20. In view of the above discussion, I find that the Government gravely erred in law in passing the impugned order of penalty against the petitioner without supplying a copy of the advice of GPSC and taking the same into consideration and thereby denying the petitioner the opportunity to meet with the issues arising therein. I find considerable force in the submission of the learned advocate for the petitioner that under somewhat similar circumstances, a Division Bench of this Court had held that no valid order of punishment could have been passed on the Government servant who has not been supplied with a copy of the advice of the UPSC. I also agree with the contention of the learned advocate for the petitioner that the provisions in rule 10(4) of the said Rules are pari materia with the provisions of rule 15(4) of the CCS(CCA) Rules and the ratio of the decision of the Division Bench in the case of Bharat Sanchar Nigam Ltd. v. T.V. Patel (supra) and Union of India v. Avinash Kumar Srivastava (supra) would be applicable to the present case.
21. As mentioned above, the Government had initially proposed the punishment of reverting the petitioner to the lower post for a period of two years which punishment was enhanced upon acceptance of the advice of the GPSC. The prejudice to the petitioner by non-supply of the copy of the GPSC advise is writ large on the face of the record. The impugned order of punishment, therefore, shall have to be quashed and set aside.

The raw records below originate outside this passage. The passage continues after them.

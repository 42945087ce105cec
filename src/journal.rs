//! Append-only, memory-mapped event journal (§6, §10.5), for persisting
//! the exact event stream a run produced so it can be replayed later.
//!
//! Grounded on the teacher crate's `sequencer/file_journal.rs`: a
//! length-prefixed, CRC32-checked binary entry format written into a
//! pre-allocated `memmap2::MmapMut`. Scoped down from the teacher's
//! multi-segment design to a single growable file — this crate's
//! journal only needs to support one continuous replayable run, not
//! multi-gigabyte segment rotation/archiving (see DESIGN.md).
//!
//! # On-disk entry format (little-endian)
//!
//! ```text
//! [4 bytes: entry_length][N bytes: bincode(Event)][4 bytes: CRC32]
//! ```
//!
//! `entry_length` is `N + 4` (payload plus its CRC). The CRC covers the
//! payload only.

use crate::event::{Event, EventSink};
use memmap2::{Mmap, MmapMut};
use std::fs::{File, OpenOptions};
use std::path::{Path, PathBuf};
use std::sync::Mutex;
use thiserror::Error;

const ENTRY_LEN_PREFIX: usize = 4;
const ENTRY_CRC_SIZE: usize = 4;
const DEFAULT_CAPACITY: u64 = 16 * 1024 * 1024;

/// Errors from journal I/O, encoding, or integrity verification.
#[derive(Debug, Error)]
pub enum JournalError {
    /// A filesystem operation failed.
    #[error("journal I/O error at {path}: {message}")]
    Io {
        /// The path involved.
        path: PathBuf,
        /// Underlying OS error text.
        message: String,
    },
    /// `bincode` failed to encode or decode an entry.
    #[error("journal serialization error: {0}")]
    Serialization(String),
    /// A stored CRC32 didn't match the recomputed one — the file was
    /// truncated or corrupted on disk.
    #[error("corrupt journal entry at byte offset {offset}: expected CRC {expected:08x}, got {actual:08x}")]
    CorruptEntry {
        /// Byte offset of the entry header.
        offset: usize,
        /// CRC32 stored in the entry.
        expected: u32,
        /// CRC32 recomputed from the entry's bytes.
        actual: u32,
    },
}

struct Writer {
    mmap: MmapMut,
    write_pos: usize,
    capacity: usize,
}

/// A single growable, memory-mapped append-only event log.
pub struct Journal {
    path: PathBuf,
    writer: Mutex<Writer>,
}

fn io_err(path: &Path, err: std::io::Error) -> JournalError {
    JournalError::Io {
        path: path.to_path_buf(),
        message: err.to_string(),
    }
}

fn encode_entry(event: &Event) -> Result<Vec<u8>, JournalError> {
    let payload = bincode::serde::encode_to_vec(event, bincode::config::standard())
        .map_err(|e| JournalError::Serialization(e.to_string()))?;
    let crc = crc32fast::hash(&payload);
    let entry_length = (payload.len() + ENTRY_CRC_SIZE) as u32;

    let mut buf = Vec::with_capacity(ENTRY_LEN_PREFIX + payload.len() + ENTRY_CRC_SIZE);
    buf.extend_from_slice(&entry_length.to_le_bytes());
    buf.extend_from_slice(&payload);
    buf.extend_from_slice(&crc.to_le_bytes());
    Ok(buf)
}

/// Decodes one entry at `offset`. Returns `None` at end-of-data
/// (a zero or truncated length prefix — the unwritten tail of the
/// pre-allocated file).
fn decode_entry_at(data: &[u8], offset: usize) -> Option<Result<(Event, usize), JournalError>> {
    let header = data.get(offset..offset + ENTRY_LEN_PREFIX)?;
    let entry_length = u32::from_le_bytes(header.try_into().ok()?) as usize;
    if entry_length == 0 || entry_length < ENTRY_CRC_SIZE {
        return None;
    }
    let entry_end = offset.checked_add(ENTRY_LEN_PREFIX)?.checked_add(entry_length)?;
    let body = data.get(offset + ENTRY_LEN_PREFIX..entry_end)?;
    let (payload, crc_bytes) = body.split_at(body.len() - ENTRY_CRC_SIZE);
    let stored_crc = u32::from_le_bytes(crc_bytes.try_into().ok()?);
    let actual_crc = crc32fast::hash(payload);
    if stored_crc != actual_crc {
        return Some(Err(JournalError::CorruptEntry {
            offset,
            expected: stored_crc,
            actual: actual_crc,
        }));
    }
    match bincode::serde::decode_from_slice::<Event, _>(payload, bincode::config::standard()) {
        Ok((event, _)) => Some(Ok((event, entry_end))),
        Err(e) => Some(Err(JournalError::Serialization(e.to_string()))),
    }
}

fn scan_write_position(data: &[u8]) -> usize {
    let mut offset = 0usize;
    while let Some(result) = decode_entry_at(data, offset) {
        match result {
            Ok((_, next)) => offset = next,
            Err(_) => break,
        }
    }
    offset
}

impl Journal {
    /// Opens or creates a journal file at `path`, pre-allocating
    /// [`DEFAULT_CAPACITY`] bytes if it doesn't already exist. Resumes
    /// appending after the last valid entry if the file already exists.
    pub fn open<P: AsRef<Path>>(path: P) -> Result<Self, JournalError> {
        Self::open_with_capacity(path, DEFAULT_CAPACITY)
    }

    /// Like [`Journal::open`], with an explicit initial capacity.
    pub fn open_with_capacity<P: AsRef<Path>>(path: P, capacity: u64) -> Result<Self, JournalError> {
        let path = path.as_ref().to_path_buf();
        let file = OpenOptions::new()
            .read(true)
            .write(true)
            .create(true)
            .open(&path)
            .map_err(|e| io_err(&path, e))?;
        let existing_len = file.metadata().map_err(|e| io_err(&path, e))?.len();
        if existing_len == 0 {
            file.set_len(capacity).map_err(|e| io_err(&path, e))?;
        }
        let capacity = file.metadata().map_err(|e| io_err(&path, e))?.len() as usize;
        // SAFETY: this process owns `file` exclusively for the journal's lifetime.
        let mmap = unsafe { MmapMut::map_mut(&file).map_err(|e| io_err(&path, e))? };
        let write_pos = scan_write_position(&mmap);

        Ok(Self {
            path,
            writer: Mutex::new(Writer {
                mmap,
                write_pos,
                capacity,
            }),
        })
    }

    /// Appends one event, growing the backing file if it doesn't fit.
    pub fn append(&self, event: &Event) -> Result<(), JournalError> {
        let entry = encode_entry(event)?;
        let mut writer = self.writer.lock().unwrap();
        if writer.write_pos + entry.len() > writer.capacity {
            self.grow(&mut writer, entry.len())?;
        }
        let start = writer.write_pos;
        let end = start + entry.len();
        writer.mmap[start..end].copy_from_slice(&entry);
        writer
            .mmap
            .flush_range(start, entry.len())
            .map_err(|e| io_err(&self.path, e))?;
        writer.write_pos = end;
        Ok(())
    }

    fn grow(&self, writer: &mut Writer, at_least: usize) -> Result<(), JournalError> {
        writer.mmap.flush().map_err(|e| io_err(&self.path, e))?;
        let new_capacity = ((writer.capacity.max(1) * 2).max(writer.write_pos + at_least)) as u64;
        let file = OpenOptions::new()
            .read(true)
            .write(true)
            .open(&self.path)
            .map_err(|e| io_err(&self.path, e))?;
        file.set_len(new_capacity).map_err(|e| io_err(&self.path, e))?;
        // SAFETY: same single-writer file as at construction time.
        let new_mmap = unsafe { MmapMut::map_mut(&file).map_err(|e| io_err(&self.path, e))? };
        writer.mmap = new_mmap;
        writer.capacity = new_capacity as usize;
        Ok(())
    }

    /// Reads every valid entry currently in the file, in order.
    pub fn read_all(&self) -> Result<Vec<Event>, JournalError> {
        let file = File::open(&self.path).map_err(|e| io_err(&self.path, e))?;
        // SAFETY: read-only mapping of a file this process also writes,
        // single-writer; concurrent readers only ever observe a prefix
        // of fully-flushed entries.
        let mmap = unsafe { Mmap::map(&file).map_err(|e| io_err(&self.path, e))? };
        let mut events = Vec::new();
        let mut offset = 0usize;
        while let Some(result) = decode_entry_at(&mmap, offset) {
            let (event, next) = result?;
            events.push(event);
            offset = next;
        }
        Ok(events)
    }

    /// Verifies every entry's CRC without deserializing payloads,
    /// returning the first corruption found.
    pub fn verify_integrity(&self) -> Result<(), JournalError> {
        self.read_all().map(|_| ())
    }
}

impl EventSink for Journal {
    fn deliver(&self, event: Event) {
        if let Err(err) = self.append(&event) {
            tracing::error!(?err, "journal append failed");
        }
    }
}

#[cfg(test)]
mod tests {
    use super::*;
    use crate::order::OrderId;

    fn sample_event(seq: u64) -> Event {
        Event {
            event_seq: seq,
            symbol: "X".into(),
            ts: 1000 + seq,
            kind: crate::event::EventKind::Accepted {
                order_id: OrderId(seq),
            },
        }
    }

    #[test]
    fn append_and_read_back_round_trips() {
        let dir = tempfile::tempdir().unwrap();
        let path = dir.path().join("events.journal");
        let journal = Journal::open(&path).unwrap();
        for seq in 1..=5 {
            journal.append(&sample_event(seq)).unwrap();
        }
        let events = journal.read_all().unwrap();
        assert_eq!(events.len(), 5);
        assert_eq!(events[0].event_seq, 1);
        assert_eq!(events[4].event_seq, 5);
    }

    #[test]
    fn reopening_resumes_after_last_entry() {
        let dir = tempfile::tempdir().unwrap();
        let path = dir.path().join("events.journal");
        {
            let journal = Journal::open(&path).unwrap();
            for seq in 1..=3 {
                journal.append(&sample_event(seq)).unwrap();
            }
        }
        let journal = Journal::open(&path).unwrap();
        journal.append(&sample_event(4)).unwrap();
        let events = journal.read_all().unwrap();
        assert_eq!(events.len(), 4);
    }

    #[test]
    fn grows_past_initial_capacity() {
        let dir = tempfile::tempdir().unwrap();
        let path = dir.path().join("events.journal");
        let journal = Journal::open_with_capacity(&path, 64).unwrap();
        for seq in 1..=50 {
            journal.append(&sample_event(seq)).unwrap();
        }
        let events = journal.read_all().unwrap();
        assert_eq!(events.len(), 50);
    }

    #[test]
    fn corrupted_entry_is_detected() {
        let dir = tempfile::tempdir().unwrap();
        let path = dir.path().join("events.journal");
        {
            let journal = Journal::open(&path).unwrap();
            journal.append(&sample_event(1)).unwrap();
        }
        let mut bytes = std::fs::read(&path).unwrap();
        bytes[6] ^= 0xFF;
        std::fs::write(&path, bytes).unwrap();

        let journal = Journal::open(&path).unwrap();
        assert!(journal.verify_integrity().is_err());
    }
}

22. Accordingly, the impugned order dated 11.9.04 is hereby quashed and set aside. It will, however, be open for the Government to proceed further with the departmental proceedings from the stage of supply of the copy of the advice of the GPSC to the petitioner to make representation with respect to the same. Counsel for the petitioner submitted that while the petitioner makes such a representation, he would like to take additional ground with respect to non-supply of essential documents to him. Without expressing any opinion on the validity of such a request, I am sure the Government will dispose of such a request also in accordance with law. The petition is accordingly allowed. Rule is made absolute to the above extent with no order as to costs.